**ACTIVITY:** Compute how many lines in the listing below hold the string "maximum", then state only the result.

**INFORMATION PROVIDED:**
========================

impl<Req, E> RetryConfigBuilder<Req, E> {
    /// Creates a new builder with defaults.
    ///
    /// Defaults:
    /// - max_attempts: 3
    /// - backoff: Exponential with 100ms initial interval
    /// - name: `"<unnamed>"`
    /// - budget: None (unlimited retries)
    pub fn new() -> Self {
        Self {
            max_attempts_source: MaxAttemptsSource::default(),
            interval_fn: None,
            retry_predicate: None,
            event_listeners: EventListeners::new(),
            name: "<unnamed>".to_string(),
            budget: None,
            _phantom: PhantomData,
        }
    }

    /// Sets a fixed maximum number of retry attempts for all requests.
    ///
    /// This includes the initial attempt, so max_attempts=3 means
    /// 1 initial attempt + 2 retries.
    pub fn max_attempts(mut self, max_attempts: usize) -> Self {
        self.max_attempts_source = MaxAttemptsSource::Fixed(max_attempts);
        self
    }

    /// Sets a dynamic max attempts extractor function.
    ///
    /// The function receives a reference to the request and returns
    /// the maximum number of attempts to use for that specific request.
    /// This enables per-request retry configuration based on request properties.
    ///
    /// # Use Cases
    ///
    /// - Idempotent requests can retry more aggressively
    /// - Critical requests may have more retries
    /// - Different operations may have different retry budgets
    ///
    /// # Example
    ///
    /// ```rust
    /// use alpamon_retry::RetryLayer;
    /// use std::time::Duration;
    ///
    /// #[derive(Clone)]
    /// struct MyRequest {
    ///     is_idempotent: bool,
    ///     // ... other fields
    /// }
    ///
    /// #[derive(Debug, Clone)]
    /// struct MyError;
    ///
    /// let layer = RetryLayer::<MyRequest, MyError>::builder()
    ///     .max_attempts_fn(|req: &MyRequest| {
    ///         if req.is_idempotent { 5 } else { 1 }
    ///     })
    ///     .exponential_backoff(Duration::from_millis(100))
    ///     .build();
    /// ```
    pub fn max_attempts_fn<F>(mut self, f: F) -> Self
    where
        F: Fn(&Req) -> usize + Send + Sync + 'static,
    {
        self.max_attempts_source = MaxAttemptsSource::Dynamic(Arc::new(f));
        self
    }

    /// Sets a fixed backoff interval.
    pub fn fixed_backoff(mut self, duration: Duration) -> Self {
        self.interval_fn = Some(Arc::new(FixedInterval::new(duration)));
        self
    }

    /// Sets exponential backoff with default settings.
    pub fn exponential_backoff(mut self, initial_interval: Duration) -> Self {
        self.interval_fn = Some(Arc::new(ExponentialBackoff::new(initial_interval)));
        self
    }

    /// Sets a custom interval function for backoff.
    pub fn backoff<I>(mut self, interval_fn: I) -> Self
    where
        I: IntervalFunction + 'static,
    {
        self.interval_fn = Some(Arc::new(interval_fn));
        self
    }

    /// Sets a predicate to determine which errors should be retried.
    pub fn retry_on<F>(mut self, predicate: F) -> Self
    where
        F: Fn(&E) -> bool + Send + Sync + 'static,
    {
        self.retry_predicate = Some(Arc::new(predicate));
        self
    }

    /// Sets the name for this retry instance (used in events).
    pub fn name<S: Into<String>>(mut self, name: S) -> Self {
        self.name = name.into();
        self
    }

    /// Sets a retry budget to limit total retries across all requests.
    ///
    /// Retry budgets prevent retry storms by limiting the total number of
    /// retries that can occur, regardless of how many concurrent requests
    /// are being processed.
    ///
    /// # Example
    ///
    /// ```rust
    /// use alpamon_retry::{RetryLayer, CountdownBudget};
    /// use std::time::Duration;
    ///
    /// let budget = CountdownBudget::new(100);
    ///
    /// let layer = RetryLayer::<(), std::io::Error>::builder()
    ///     .max_attempts(5)
    ///     .exponential_backoff(Duration::from_millis(100))
    ///     .budget(budget)
    ///     .build();
    /// ```
    pub fn budget(mut self, budget: Arc<dyn RetryBudget>) -> Self {
        self.budget = Some(budget);
        self
    }

    /// Registers a callback when a retry is skipped due to budget exhaustion.
    ///
    /// This callback is invoked when a retry would have been attempted, but
    /// the retry budget has been exhausted. The request will fail immediately
    /// instead of retrying.
    ///
    /// # Callback Signature
    /// `Fn(usize)` - Called with the attempt number that was skipped.
    ///
    /// # Example
    ///
    /// ```rust,no_run
    /// use alpamon_retry::RetryLayer;
    /// use std::time::Duration;
    ///
    /// let layer = RetryLayer::<(), std::io::Error>::builder()
    ///     .max_attempts(5)
    ///     .on_budget_exhausted(|attempt| {
    ///         println!("Retry {} skipped - budget exhausted", attempt);
    ///     })
    ///     .build();
    /// ```
    pub fn on_budget_exhausted<F>(mut self, f: F) -> Self
    where
        F: Fn(usize) + Send + Sync + 'static,
    {
        self.event_listeners.add(FnListener::new(move |event| {
            if let RetryEvent::BudgetExhausted { attempt, .. } = event {
                f(*attempt);
            }
        }));
        self
    }

    /// Registers a callback when a retry attempt is about to be made.
    ///
    /// This callback is invoked after a failed attempt and before the retry delay begins.
    /// It provides visibility into the retry behavior and allows for custom logging,
    /// metrics collection, or other side effects.
    ///
    /// # Callback Signature
    /// `Fn(usize, Duration)` - Called with two parameters:
    /// - First parameter: The retry attempt number (1-indexed, so 1 = first retry)
    /// - Second parameter: The delay duration before the next attempt
    ///
    /// # Example
    /// ```rust,no_run
    /// use alpamon_retry::RetryLayer;
    /// use std::time::Duration;
    ///
    /// let layer = RetryLayer::<(), std::io::Error>::builder()
    ///     .max_attempts(5)
    ///     .exponential_backoff(Duration::from_millis(100))
    ///     .on_retry(|attempt, delay| {
    ///         println!("Retry attempt {} after {:?} delay", attempt, delay);
    ///         if attempt >= 3 {
    ///             println!("Warning: multiple retries required");
    ///         }
    ///     })
    ///     .build();
    /// ```
    pub fn on_retry<F>(mut self, f: F) -> Self
    where
        F: Fn(usize, Duration) + Send + Sync + 'static,
    {
        self.event_listeners.add(FnListener::new(move |event| {
            if let RetryEvent::Retry { attempt, delay, .. } = event {
                f(*attempt, *delay);
            }
        }));
        self
    }

    /// Registers a callback when an operation succeeds.
    ///
    /// This callback is invoked when the operation completes successfully, either on
    /// the first attempt or after one or more retries. This is useful for tracking
    /// how many attempts were needed to achieve success.
    ///
    /// # Callback Signature
    /// `Fn(usize)` - Called with the total number of attempts made (including the initial attempt).
    /// - Value of 1 means success on first try (no retries)
    /// - Value > 1 means retries were needed
    ///
    /// # Example
    /// ```rust,no_run
    /// use alpamon_retry::RetryLayer;
    /// use std::time::Duration;
    ///
    /// let layer = RetryLayer::<(), std::io::Error>::builder()
    ///     .max_attempts(3)
    ///     .on_success(|attempts| {
    ///         if attempts == 1 {
    ///             println!("Success on first attempt");
    ///         } else {
    ///             println!("Success after {} attempts", attempts);
    ///         }
    ///     })
    ///     .build();
    /// ```
    pub fn on_success<F>(mut self, f: F) -> Self
    where
        F: Fn(usize) + Send + Sync + 'static,
    {
        self.event_listeners.add(FnListener::new(move |event| {
            if let RetryEvent::Success { attempts, .. } = event {
                f(*attempts);
            }
        }));
        self
    }

    /// Registers a callback when all retry attempts are exhausted.
    ///
    /// This callback is invoked when the operation fails and the maximum number of
    /// retry attempts has been reached. The operation will return the final error
    /// to the caller after this callback is invoked.
    ///
    /// # Callback Signature
    /// `Fn(usize)` - Called with the total number of attempts made (including the initial attempt).
    /// This will typically equal `max_attempts` configured in the builder.
    ///
    /// # Example
    /// ```rust,no_run
    /// use alpamon_retry::RetryLayer;
    /// use std::time::Duration;
    /// use std::sync::atomic::{AtomicUsize, Ordering};
    /// use std::sync::Arc;
    ///
    /// let failure_count = Arc::new(AtomicUsize::new(0));
    /// let counter = Arc::clone(&failure_count);
    ///
    /// let layer = RetryLayer::<(), std::io::Error>::builder()
    ///     .max_attempts(3)
    ///     .on_error(move |attempts| {
    ///         let count = counter.fetch_add(1, Ordering::SeqCst);
    ///         println!("Operation failed after {} attempts (total failures: {})",
    ///                  attempts, count + 1);
    ///     })
    ///     .build();
    /// ```
    pub fn on_error<F>(mut self, f: F) -> Self
    where
        F: Fn(usize) + Send + Sync + 'static,
    {
        self.event_listeners.add(FnListener::new(move |event| {
            if let RetryEvent::Error { attempts, .. } = event {
                f(*attempts);
            }
        }));
        self
    }

    /// Registers a callback when an error is ignored and not retried.
    ///
    /// This callback is invoked when an error occurs but the retry predicate determines
    /// that it should not be retried. The error is returned immediately to the caller
    /// without any retry attempts. This is useful for distinguishing between retryable
    /// and non-retryable errors.
    ///
    /// # Callback Signature
    /// `Fn()` - Called with no parameters when an error is ignored.
    ///
    /// # Example
    /// ```rust,no_run
    /// use alpamon_retry::RetryLayer;
    /// use std::time::Duration;
    /// use std::io::{Error, ErrorKind};
    ///
    /// let layer = RetryLayer::<(), Error>::builder()
    ///     .max_attempts(3)
    ///     .retry_on(|err| {
    ///         // Only retry transient errors
    ///         matches!(err.kind(), ErrorKind::ConnectionRefused | ErrorKind::TimedOut)
    ///     })
    ///     .on_ignored_error(|| {
    ///         println!("Error occurred but was not retried (non-retryable error type)");
    ///     })
    ///     .build();
    /// ```
    pub fn on_ignored_error<F>(mut self, f: F) -> Self
    where
        F: Fn() + Send + Sync + 'static,
    {
        self.event_listeners.add(FnListener::new(move |event| {
            if matches!(event, RetryEvent::IgnoredError { .. }) {
                f();
            }
        }));
        self
    }

    /// Builds the retry layer.
    pub fn build(self) -> crate::RetryLayer<Req, E> {
        let interval_fn = self
            .interval_fn
            .unwrap_or_else(|| Arc::new(ExponentialBackoff::new(Duration::from_millis(100))));

        let mut policy = RetryPolicy::new(interval_fn);
        if let Some(predicate) = self.retry_predicate {
            policy.retry_predicate = Some(predicate);
        }

        let config = RetryConfig {
            policy,
            max_attempts_source: self.max_attempts_source,
            event_listeners: self.event_listeners,
            name: self.name,
            budget: self.budget,
        };

        crate::RetryLayer::new(config)
    }
}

========================

**RESULT BELOW:** 3